<<<<

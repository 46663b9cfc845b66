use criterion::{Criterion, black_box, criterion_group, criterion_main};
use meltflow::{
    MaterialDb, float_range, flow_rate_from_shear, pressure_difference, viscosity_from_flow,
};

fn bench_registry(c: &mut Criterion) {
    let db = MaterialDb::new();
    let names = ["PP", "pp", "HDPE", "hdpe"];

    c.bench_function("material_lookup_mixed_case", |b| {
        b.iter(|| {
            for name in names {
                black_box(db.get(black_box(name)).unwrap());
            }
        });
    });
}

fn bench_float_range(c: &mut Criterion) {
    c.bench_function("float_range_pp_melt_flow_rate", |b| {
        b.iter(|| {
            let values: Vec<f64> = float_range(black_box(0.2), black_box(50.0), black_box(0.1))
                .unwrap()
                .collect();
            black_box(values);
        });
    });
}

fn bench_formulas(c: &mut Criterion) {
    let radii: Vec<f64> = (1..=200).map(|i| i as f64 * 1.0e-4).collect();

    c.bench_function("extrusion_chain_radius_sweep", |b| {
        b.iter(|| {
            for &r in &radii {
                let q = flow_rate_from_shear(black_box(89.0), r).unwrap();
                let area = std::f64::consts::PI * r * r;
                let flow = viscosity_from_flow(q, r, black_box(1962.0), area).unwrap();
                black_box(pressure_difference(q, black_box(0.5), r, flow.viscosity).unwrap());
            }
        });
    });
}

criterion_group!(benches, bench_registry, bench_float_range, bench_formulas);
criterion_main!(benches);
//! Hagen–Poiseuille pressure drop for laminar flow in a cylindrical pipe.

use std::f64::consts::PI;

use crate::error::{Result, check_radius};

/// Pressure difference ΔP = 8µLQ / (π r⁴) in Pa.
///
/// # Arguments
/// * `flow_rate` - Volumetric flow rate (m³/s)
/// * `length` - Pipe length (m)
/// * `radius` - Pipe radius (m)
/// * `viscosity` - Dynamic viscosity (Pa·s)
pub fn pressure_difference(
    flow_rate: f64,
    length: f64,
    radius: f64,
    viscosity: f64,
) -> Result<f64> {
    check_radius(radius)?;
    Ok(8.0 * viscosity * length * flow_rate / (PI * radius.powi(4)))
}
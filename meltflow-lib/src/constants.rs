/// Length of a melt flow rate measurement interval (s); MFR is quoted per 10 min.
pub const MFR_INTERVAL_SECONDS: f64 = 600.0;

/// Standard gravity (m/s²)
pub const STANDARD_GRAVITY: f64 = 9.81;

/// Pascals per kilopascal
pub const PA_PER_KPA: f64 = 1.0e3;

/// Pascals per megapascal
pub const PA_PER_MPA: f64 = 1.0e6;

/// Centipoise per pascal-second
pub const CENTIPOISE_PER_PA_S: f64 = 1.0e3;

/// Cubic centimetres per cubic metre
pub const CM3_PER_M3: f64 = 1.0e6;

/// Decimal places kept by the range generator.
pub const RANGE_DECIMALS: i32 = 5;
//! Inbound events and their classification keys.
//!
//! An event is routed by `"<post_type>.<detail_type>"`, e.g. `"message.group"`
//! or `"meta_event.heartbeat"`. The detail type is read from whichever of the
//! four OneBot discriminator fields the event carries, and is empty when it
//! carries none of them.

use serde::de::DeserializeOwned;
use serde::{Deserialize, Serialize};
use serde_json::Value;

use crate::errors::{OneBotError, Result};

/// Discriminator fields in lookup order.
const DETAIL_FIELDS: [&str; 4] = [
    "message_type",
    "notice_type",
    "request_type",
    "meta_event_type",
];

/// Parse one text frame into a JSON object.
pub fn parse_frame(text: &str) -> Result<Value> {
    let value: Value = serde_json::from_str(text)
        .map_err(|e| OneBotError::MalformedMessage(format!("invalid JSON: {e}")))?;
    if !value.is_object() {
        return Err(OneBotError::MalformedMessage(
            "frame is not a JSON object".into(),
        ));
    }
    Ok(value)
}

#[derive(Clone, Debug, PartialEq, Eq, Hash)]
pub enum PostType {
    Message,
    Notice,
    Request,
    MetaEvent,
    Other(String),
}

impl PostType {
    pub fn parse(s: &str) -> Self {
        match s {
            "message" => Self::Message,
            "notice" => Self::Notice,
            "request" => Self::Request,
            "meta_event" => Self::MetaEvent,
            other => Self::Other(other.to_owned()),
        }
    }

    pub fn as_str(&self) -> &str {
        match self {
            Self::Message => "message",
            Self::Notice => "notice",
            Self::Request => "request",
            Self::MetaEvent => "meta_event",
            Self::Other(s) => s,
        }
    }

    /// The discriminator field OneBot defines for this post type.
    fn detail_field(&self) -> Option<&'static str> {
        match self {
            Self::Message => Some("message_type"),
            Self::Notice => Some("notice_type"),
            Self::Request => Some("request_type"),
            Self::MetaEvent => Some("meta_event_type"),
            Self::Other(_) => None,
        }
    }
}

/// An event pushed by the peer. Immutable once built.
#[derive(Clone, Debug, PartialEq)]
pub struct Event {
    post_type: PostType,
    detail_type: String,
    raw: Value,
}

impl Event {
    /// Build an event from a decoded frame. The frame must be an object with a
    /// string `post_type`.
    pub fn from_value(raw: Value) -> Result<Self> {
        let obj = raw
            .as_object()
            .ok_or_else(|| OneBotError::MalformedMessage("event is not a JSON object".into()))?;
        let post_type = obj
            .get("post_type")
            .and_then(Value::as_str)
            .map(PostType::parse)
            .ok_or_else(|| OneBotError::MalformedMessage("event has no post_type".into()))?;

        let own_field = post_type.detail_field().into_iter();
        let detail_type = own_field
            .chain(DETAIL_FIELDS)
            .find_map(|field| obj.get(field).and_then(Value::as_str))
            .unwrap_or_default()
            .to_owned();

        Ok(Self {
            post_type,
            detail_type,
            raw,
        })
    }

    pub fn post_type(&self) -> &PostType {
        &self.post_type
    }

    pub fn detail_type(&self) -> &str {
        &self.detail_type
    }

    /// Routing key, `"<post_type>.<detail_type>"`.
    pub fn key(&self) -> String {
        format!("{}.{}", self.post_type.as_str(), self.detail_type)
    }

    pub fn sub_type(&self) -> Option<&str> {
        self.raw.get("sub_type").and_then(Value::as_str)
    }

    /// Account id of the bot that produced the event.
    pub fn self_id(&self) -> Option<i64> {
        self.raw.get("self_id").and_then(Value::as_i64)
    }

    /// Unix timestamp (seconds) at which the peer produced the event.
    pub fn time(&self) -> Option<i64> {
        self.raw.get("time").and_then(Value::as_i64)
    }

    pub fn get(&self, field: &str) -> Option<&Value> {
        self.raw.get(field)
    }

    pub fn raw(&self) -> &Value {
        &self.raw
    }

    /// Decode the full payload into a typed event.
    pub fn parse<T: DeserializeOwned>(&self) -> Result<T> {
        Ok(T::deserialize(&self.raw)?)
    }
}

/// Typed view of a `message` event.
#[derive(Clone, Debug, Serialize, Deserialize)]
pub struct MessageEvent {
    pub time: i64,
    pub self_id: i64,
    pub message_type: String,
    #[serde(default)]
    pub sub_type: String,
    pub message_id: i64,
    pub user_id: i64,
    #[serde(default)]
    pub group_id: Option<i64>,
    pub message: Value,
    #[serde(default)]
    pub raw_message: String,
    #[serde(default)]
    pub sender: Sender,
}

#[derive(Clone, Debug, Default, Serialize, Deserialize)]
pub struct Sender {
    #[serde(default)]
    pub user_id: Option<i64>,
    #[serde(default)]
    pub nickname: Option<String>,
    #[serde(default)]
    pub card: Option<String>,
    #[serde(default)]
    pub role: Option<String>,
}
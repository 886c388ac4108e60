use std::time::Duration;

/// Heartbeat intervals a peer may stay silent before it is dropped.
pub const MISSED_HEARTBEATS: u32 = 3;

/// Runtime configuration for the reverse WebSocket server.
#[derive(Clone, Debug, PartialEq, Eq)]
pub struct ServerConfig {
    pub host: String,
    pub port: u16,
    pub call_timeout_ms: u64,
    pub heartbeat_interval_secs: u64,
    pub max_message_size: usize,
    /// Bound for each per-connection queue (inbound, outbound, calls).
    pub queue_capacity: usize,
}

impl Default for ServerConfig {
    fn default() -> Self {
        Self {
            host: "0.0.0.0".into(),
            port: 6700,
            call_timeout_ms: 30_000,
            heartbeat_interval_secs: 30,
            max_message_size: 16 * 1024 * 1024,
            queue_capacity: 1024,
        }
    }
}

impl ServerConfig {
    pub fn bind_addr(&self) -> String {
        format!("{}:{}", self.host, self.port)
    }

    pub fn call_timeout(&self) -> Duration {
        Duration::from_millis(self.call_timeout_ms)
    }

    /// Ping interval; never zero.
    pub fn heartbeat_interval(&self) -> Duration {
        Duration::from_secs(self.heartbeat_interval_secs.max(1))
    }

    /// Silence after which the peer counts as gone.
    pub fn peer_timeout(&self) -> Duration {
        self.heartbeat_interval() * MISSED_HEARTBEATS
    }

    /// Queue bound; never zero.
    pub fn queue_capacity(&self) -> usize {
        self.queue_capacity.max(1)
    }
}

>>>>
<<<<

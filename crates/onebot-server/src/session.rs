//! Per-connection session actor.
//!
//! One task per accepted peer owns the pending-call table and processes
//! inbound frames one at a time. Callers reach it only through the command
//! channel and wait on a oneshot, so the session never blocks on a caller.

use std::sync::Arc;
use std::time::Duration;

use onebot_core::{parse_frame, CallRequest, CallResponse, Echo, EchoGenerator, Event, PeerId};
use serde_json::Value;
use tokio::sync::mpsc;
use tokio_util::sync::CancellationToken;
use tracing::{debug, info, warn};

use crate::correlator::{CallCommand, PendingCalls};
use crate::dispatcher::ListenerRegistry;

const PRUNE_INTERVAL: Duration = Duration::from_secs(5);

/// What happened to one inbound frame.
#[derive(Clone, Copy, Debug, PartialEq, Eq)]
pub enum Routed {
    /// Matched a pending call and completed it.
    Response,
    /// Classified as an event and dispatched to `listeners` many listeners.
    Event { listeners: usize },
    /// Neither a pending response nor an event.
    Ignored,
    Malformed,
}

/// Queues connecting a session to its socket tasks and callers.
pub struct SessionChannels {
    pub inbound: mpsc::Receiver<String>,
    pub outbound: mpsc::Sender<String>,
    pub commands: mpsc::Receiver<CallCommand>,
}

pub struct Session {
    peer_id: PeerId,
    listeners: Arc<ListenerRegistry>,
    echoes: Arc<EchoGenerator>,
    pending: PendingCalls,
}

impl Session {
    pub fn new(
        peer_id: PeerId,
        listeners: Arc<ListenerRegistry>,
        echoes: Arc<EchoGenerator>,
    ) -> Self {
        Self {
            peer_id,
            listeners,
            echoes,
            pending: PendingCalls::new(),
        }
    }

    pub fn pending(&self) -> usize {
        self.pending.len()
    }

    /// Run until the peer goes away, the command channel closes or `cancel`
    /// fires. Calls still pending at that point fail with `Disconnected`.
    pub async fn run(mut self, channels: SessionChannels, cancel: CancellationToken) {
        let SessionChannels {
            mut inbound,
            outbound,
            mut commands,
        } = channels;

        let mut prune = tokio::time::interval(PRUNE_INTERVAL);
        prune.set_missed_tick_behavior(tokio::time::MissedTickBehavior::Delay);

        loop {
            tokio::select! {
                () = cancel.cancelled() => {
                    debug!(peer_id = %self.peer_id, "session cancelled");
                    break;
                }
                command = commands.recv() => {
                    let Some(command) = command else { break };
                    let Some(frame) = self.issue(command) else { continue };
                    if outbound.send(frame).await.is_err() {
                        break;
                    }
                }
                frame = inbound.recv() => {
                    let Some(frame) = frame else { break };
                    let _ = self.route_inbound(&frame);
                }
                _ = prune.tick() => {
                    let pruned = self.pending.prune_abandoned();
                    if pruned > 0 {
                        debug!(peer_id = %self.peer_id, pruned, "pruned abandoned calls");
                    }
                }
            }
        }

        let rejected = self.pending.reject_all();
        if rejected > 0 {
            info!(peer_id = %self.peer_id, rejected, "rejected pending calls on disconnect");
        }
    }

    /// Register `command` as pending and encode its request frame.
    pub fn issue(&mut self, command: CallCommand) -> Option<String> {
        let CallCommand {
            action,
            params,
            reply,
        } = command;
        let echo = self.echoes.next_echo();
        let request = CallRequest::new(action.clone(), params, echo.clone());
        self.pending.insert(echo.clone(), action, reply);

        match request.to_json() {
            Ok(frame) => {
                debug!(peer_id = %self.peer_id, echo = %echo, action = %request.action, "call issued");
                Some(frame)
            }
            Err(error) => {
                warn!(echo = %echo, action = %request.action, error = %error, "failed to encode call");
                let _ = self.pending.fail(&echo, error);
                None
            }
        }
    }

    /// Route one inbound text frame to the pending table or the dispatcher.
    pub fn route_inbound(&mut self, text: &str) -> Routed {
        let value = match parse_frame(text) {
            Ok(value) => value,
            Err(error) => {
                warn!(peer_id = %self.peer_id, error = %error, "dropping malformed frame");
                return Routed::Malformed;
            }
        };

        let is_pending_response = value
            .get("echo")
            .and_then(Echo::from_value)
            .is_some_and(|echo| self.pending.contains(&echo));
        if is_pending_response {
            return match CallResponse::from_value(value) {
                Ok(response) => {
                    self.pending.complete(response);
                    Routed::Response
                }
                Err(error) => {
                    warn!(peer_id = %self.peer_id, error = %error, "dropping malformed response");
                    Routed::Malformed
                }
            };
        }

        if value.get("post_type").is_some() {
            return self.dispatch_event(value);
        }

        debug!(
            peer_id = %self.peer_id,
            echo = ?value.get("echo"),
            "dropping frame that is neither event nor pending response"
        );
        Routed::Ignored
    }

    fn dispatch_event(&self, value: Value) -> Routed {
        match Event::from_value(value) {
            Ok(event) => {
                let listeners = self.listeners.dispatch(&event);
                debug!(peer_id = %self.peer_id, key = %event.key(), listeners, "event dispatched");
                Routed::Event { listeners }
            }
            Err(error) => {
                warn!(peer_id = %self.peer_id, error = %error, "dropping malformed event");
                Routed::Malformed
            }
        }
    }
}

>>>>
<<<<

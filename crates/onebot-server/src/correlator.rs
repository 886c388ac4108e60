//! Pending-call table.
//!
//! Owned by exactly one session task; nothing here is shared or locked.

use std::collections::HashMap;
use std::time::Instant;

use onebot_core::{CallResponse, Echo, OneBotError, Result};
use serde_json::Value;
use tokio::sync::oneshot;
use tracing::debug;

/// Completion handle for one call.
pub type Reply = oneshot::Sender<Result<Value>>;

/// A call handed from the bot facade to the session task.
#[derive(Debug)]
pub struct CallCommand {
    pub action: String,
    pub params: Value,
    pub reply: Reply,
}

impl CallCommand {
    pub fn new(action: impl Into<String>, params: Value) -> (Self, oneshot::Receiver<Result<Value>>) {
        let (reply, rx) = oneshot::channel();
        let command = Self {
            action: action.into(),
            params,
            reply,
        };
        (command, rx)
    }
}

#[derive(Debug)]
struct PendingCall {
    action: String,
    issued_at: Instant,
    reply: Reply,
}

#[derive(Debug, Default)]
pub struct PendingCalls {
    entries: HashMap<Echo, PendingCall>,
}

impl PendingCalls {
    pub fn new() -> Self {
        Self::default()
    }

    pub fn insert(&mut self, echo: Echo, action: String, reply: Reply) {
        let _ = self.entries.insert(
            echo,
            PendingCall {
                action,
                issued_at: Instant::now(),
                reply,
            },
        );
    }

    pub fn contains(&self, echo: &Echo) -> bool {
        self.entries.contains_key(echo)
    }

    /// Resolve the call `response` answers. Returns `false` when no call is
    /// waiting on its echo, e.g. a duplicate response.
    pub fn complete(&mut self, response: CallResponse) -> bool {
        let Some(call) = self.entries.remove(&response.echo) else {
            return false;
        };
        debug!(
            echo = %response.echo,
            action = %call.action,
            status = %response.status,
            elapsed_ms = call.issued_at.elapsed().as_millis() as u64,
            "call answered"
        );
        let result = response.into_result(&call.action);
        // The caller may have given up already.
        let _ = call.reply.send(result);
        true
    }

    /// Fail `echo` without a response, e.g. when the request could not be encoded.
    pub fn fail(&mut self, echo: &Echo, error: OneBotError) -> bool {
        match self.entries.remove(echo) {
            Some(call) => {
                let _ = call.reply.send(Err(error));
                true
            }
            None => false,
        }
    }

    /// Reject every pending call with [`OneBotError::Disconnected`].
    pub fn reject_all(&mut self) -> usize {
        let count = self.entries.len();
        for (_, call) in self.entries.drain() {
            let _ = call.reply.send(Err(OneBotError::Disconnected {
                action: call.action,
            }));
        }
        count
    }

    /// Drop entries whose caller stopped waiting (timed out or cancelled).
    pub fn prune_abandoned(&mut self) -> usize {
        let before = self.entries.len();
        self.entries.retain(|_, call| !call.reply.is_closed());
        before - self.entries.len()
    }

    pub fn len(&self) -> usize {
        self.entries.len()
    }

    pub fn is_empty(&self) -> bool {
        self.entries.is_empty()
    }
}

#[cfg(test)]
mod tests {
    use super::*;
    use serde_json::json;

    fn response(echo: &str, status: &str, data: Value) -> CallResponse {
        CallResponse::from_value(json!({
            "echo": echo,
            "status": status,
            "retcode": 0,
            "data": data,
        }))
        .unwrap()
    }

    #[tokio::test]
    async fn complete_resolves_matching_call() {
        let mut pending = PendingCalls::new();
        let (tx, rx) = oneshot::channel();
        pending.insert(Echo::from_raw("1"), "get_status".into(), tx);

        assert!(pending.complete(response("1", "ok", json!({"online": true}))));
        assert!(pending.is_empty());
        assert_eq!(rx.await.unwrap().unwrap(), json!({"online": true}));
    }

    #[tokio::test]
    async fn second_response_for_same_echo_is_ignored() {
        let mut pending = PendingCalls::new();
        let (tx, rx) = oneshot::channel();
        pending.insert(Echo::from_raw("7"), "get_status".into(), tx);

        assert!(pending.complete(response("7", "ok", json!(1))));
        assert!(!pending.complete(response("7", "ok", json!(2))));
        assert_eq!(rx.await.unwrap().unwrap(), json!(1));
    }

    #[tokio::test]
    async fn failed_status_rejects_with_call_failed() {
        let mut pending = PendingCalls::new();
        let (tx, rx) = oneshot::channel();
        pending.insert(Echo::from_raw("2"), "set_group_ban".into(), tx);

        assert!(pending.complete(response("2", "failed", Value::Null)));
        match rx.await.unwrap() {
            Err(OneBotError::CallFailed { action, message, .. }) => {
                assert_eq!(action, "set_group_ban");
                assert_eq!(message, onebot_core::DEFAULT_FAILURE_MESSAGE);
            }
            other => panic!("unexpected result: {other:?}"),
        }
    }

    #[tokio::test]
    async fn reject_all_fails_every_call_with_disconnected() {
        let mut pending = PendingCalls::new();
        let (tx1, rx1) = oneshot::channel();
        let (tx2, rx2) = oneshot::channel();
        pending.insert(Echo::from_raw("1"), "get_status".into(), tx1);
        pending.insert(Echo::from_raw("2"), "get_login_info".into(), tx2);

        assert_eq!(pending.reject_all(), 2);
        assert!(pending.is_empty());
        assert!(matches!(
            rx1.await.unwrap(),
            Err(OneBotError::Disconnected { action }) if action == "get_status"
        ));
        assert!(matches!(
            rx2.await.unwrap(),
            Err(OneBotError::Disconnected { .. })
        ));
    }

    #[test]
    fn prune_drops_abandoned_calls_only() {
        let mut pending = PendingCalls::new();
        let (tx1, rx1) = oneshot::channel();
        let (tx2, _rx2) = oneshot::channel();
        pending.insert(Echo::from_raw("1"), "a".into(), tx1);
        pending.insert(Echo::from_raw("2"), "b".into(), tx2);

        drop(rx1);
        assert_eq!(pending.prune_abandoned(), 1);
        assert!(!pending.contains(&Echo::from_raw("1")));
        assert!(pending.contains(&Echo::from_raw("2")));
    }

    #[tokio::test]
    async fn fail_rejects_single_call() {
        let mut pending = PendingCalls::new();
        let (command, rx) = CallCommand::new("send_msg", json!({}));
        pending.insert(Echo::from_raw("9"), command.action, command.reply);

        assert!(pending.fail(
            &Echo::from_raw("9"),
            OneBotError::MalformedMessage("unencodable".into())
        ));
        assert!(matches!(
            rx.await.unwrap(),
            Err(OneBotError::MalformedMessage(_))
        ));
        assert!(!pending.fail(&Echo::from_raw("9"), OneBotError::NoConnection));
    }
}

>>>>

Report how many lines of the listing hold the string "MaterialDb", giving only the number.

2